There is a genetic component. EoE runs in families, and researchers have identified several genes involved in maintaining the esophageal barrier that are disrupted in people with the condition. Most patients have a personal or family history of other allergic conditions like asthma, eczema, or hay fever, reinforcing the connection to the broader allergic disease spectrum.
Treatment: Diet-Based Approaches
Because specific foods drive the inflammation, eliminating those foods can put EoE into remission without any medication. The traditional approach, the six-food elimination diet, removes milk, eggs, wheat, soy, fish, and nuts simultaneously. This works, but it is difficult to maintain and requires repeated endoscopies to add foods back one at a time to identify the actual culprit.
A landmark NIH-funded trial involving 129 adults compared the six-food approach head-to-head against simply eliminating animal milk alone. After six weeks, 40% of patients on the milk-only diet achieved remission compared to 34% on the six-food diet, a difference that was not statistically significant. This was a meaningful finding: for a substantial portion of patients, removing just dairy is enough. Many gastroenterologists now start with milk elimination and escalate only if that doesn’t work, sparing patients months of restrictive eating.
Treatment: Medications
The most established medical treatment involves swallowing topical steroids, the same anti-inflammatory medications used in asthma inhalers, but delivered so they coat the esophagus instead of reaching the lungs. The medication comes as a thick liquid or a tablet that dissolves on the tongue and is then swallowed. After taking it, you avoid eating or drinking for at least 30 minutes so the medication stays in contact with the esophageal lining.

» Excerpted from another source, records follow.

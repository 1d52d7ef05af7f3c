use crate::config::Provider;
use crate::error::GatewayError;
use crate::models::{CanonicalResult, Completion, GeminiReply, PromptRequest};
use crate::reactions::{self, ReactionKind, ReactionRecord, empty_record};
use crate::request_id::{self, RequestId};
use crate::state::AppState;
use axum::{
    extract::{Path, State, rejection::JsonRejection},
    response::sse::{Event, KeepAlive, Sse},
    routing::{get, post},
    Extension, Json, Router,
};
use futures::{stream, Stream, StreamExt};
use serde::{Deserialize, Serialize};
use serde_json::{json, Value};
use std::collections::BTreeMap;
use std::convert::Infallible;
use std::sync::Arc;
use std::time::Duration;
use tower_http::cors::CorsLayer;
use tracing::{debug, info, warn};

pub fn build_router(state: AppState) -> Router {
    Router::new()
        .route("/", get(health))
        .route("/ping", get(ping))
        .route("/api/gemini", post(gemini_chat))
        .route("/api/groq", post(groq_chat))
        .route("/api/openai", post(openai_chat))
        .route("/api/all", post(fan_out_chat))
        .route("/api/all/stream", post(fan_out_stream))
        .route("/api/reactions/{provider}", get(get_reactions))
        .route("/api/reactions/{provider}/events", get(reaction_events))
        .route("/api/reactions/{provider}/{kind}", post(add_reaction))
        .layer(axum::middleware::from_fn(request_id::inject_request_id))
        .layer(CorsLayer::permissive())
        .with_state(state)
}

async fn health() -> &'static str {
    "OK"
}

async fn ping() -> Json<Value> {
    Json(json!({ "status": "ok" }))
}

// Rejections become `{error}` bodies like every other failure
fn prompt_from(body: Result<Json<PromptRequest>, JsonRejection>) -> Result<PromptRequest, GatewayError> {
    let Json(request) = body.map_err(|e| GatewayError::InvalidRequest(e.body_text()))?;
    request.validate()?;
    Ok(request)
}

async fn dispatch_single(
    state: &AppState,
    provider: Provider,
    request_id: RequestId,
    body: Result<Json<PromptRequest>, JsonRejection>,
) -> Result<Completion, GatewayError> {
    let request = prompt_from(body)?;
    debug!("{} prompt received ({} chars)", provider, request.prompt.chars().count());
    let outcome = state
        .dispatcher
        .dispatch(provider, Arc::new(request), Some(request_id))
        .await;
    outcome
        .result
        .inspect_err(|e| warn!("{} request failed: {}", provider, e))
}

#[axum_macros::debug_handler]
pub async fn gemini_chat(
    State(state): State<AppState>,
    Extension(request_id): Extension<RequestId>,
    body: Result<Json<PromptRequest>, JsonRejection>,
) -> Result<Json<GeminiReply>, GatewayError> {
    let completion = dispatch_single(&state, Provider::Gemini, request_id, body).await?;
    Ok(Json(GeminiReply::from(completion)))
}

/// Returns Groq's chat-completion body untouched.
#[axum_macros::debug_handler]
pub async fn groq_chat(
    State(state): State<AppState>,
    Extension(request_id): Extension<RequestId>,
    body: Result<Json<PromptRequest>, JsonRejection>,
) -> Result<Json<Value>, GatewayError> {
    let completion = dispatch_single(&state, Provider::Groq, request_id, body).await?;
    Ok(Json(completion.raw))
}

/// Returns OpenAI's chat-completion body untouched.
#[axum_macros::debug_handler]
pub async fn openai_chat(
    State(state): State<AppState>,
    Extension(request_id): Extension<RequestId>,
    body: Result<Json<PromptRequest>, JsonRejection>,
) -> Result<Json<Value>, GatewayError> {
    let completion = dispatch_single(&state, Provider::OpenAI, request_id, body).await?;
    Ok(Json(completion.raw))
}

#[derive(Debug, Clone, Serialize, Deserialize)]
pub struct FanOutResponse {
    pub results: BTreeMap<String, CanonicalResult>,
}

/// Every provider in one call. Always 200 once the prompt is valid; failures
/// are reported per provider.
#[axum_macros::debug_handler]
pub async fn fan_out_chat(
    State(state): State<AppState>,
    Extension(request_id): Extension<RequestId>,
    body: Result<Json<PromptRequest>, JsonRejection>,
) -> Result<Json<FanOutResponse>, GatewayError> {
    let request = prompt_from(body)?;
    let outcomes = state.dispatcher.fan_out(request, Some(request_id)).await;
    let results = outcomes
        .iter()
        .map(|o| (o.provider.as_str().to_string(), o.to_canonical()))
        .collect();
    Ok(Json(FanOutResponse { results }))
}

fn json_event<T: Serialize>(name: &str, data: &T) -> Event {
    Event::default()
        .event(name)
        .json_data(data)
        .unwrap_or_else(|e| Event::default().event("error").data(e.to_string()))
}

/// One `result` event per provider as soon as it settles, then `done`.
pub async fn fan_out_stream(
    State(state): State<AppState>,
    Extension(request_id): Extension<RequestId>,
    body: Result<Json<PromptRequest>, JsonRejection>,
) -> Result<Sse<impl Stream<Item = Result<Event, Infallible>>>, GatewayError> {
    let request = prompt_from(body)?;
    info!("Streaming fan-out to {} providers", state.dispatcher.providers().len());
    let events = state
        .dispatcher
        .fan_out_unordered(request, Some(request_id))
        .map(|outcome| Ok::<_, Infallible>(json_event("result", &outcome.to_canonical())))
        .chain(stream::once(async {
            Ok(Event::default().event("done").data("[DONE]"))
        }));
    Ok(Sse::new(events).keep_alive(KeepAlive::new().interval(Duration::from_secs(1))))
}

fn parse_provider(name: &str) -> Result<Provider, GatewayError> {
    Provider::from_name(name).ok_or_else(|| GatewayError::UnknownProvider(name.to_string()))
}

pub async fn get_reactions(
    State(state): State<AppState>,
    Path(provider): Path<String>,
) -> Result<Json<ReactionRecord>, GatewayError> {
    let provider = parse_provider(&provider)?;
    let record = state
        .reactions
        .get(provider.as_str())
        .await
        .unwrap_or_else(empty_record);
    Ok(Json(record))
}

pub async fn add_reaction(
    State(state): State<AppState>,
    Path((provider, kind)): Path<(String, String)>,
) -> Result<Json<ReactionRecord>, GatewayError> {
    let provider = parse_provider(&provider)?;
    let kind = ReactionKind::from_name(&kind)
        .ok_or_else(|| GatewayError::InvalidRequest(format!("unknown reaction: {}", kind)))?;
    let record = reactions::add_reaction(state.reactions.as_ref(), provider.as_str(), kind).await;
    Ok(Json(record))
}

/// Current tally first, then one event per change.
pub async fn reaction_events(
    State(state): State<AppState>,
    Path(provider): Path<String>,
) -> Result<Sse<impl Stream<Item = Result<Event, Infallible>>>, GatewayError> {
    let provider = parse_provider(&provider)?;
    let rx = state.reactions.subscribe(provider.as_str()).await;
    let updates = stream::unfold((rx, true), |(mut rx, first)| async move {
        if !first && rx.changed().await.is_err() {
            return None;
        }
        let record = rx.borrow_and_update().clone().unwrap_or_else(empty_record);
        Some((record, (rx, false)))
    });
    let events = updates.map(|record| Ok::<_, Infallible>(json_event("reactions", &record)));
    Ok(Sse::new(events).keep_alive(KeepAlive::default()))
}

An initial treatment course typically lasts 6 to 12 weeks to bring inflammation under control, and many patients need ongoing maintenance therapy to prevent relapse.
For patients who don’t respond to steroids or elimination diets, a biologic medication called dupilumab (brand name Dupixent) is FDA-approved for EoE in adults and children age 1 and older. It works by blocking a key immune signaling pathway that drives the allergic response. It’s given as an injection, similar to how it’s used for other allergic conditions like eczema and asthma.
Esophageal Dilation
When scarring has already narrowed the esophagus, stretching (dilation) during an endoscopy can widen the passage and improve swallowing. This doesn’t treat the underlying inflammation but addresses the structural damage. Dilation in EoE was once thought to carry a high risk of tearing the esophagus, but studies have shown the perforation rate is comparable to dilation for other conditions. In one review of EoE-related esophageal perforations, none occurred after dilation. The perforations that did happen were almost all caused by food getting stuck in patients who hadn’t yet been diagnosed or weren’t being treated.
What Happens Without Treatment
EoE is not life-threatening, but it is progressive. Left untreated, the chronic inflammation gradually converts a flexible esophagus into a stiff, narrowed tube. The longer the disease goes unmanaged, the more likely strictures become. Food impactions can become more frequent and more dangerous, sometimes requiring emergency intervention. Treatment, whether through diet, medication, or both, can halt this remodeling process and, in many cases, reverse some of the damage, making early diagnosis and consistent management important for long-term outcomes.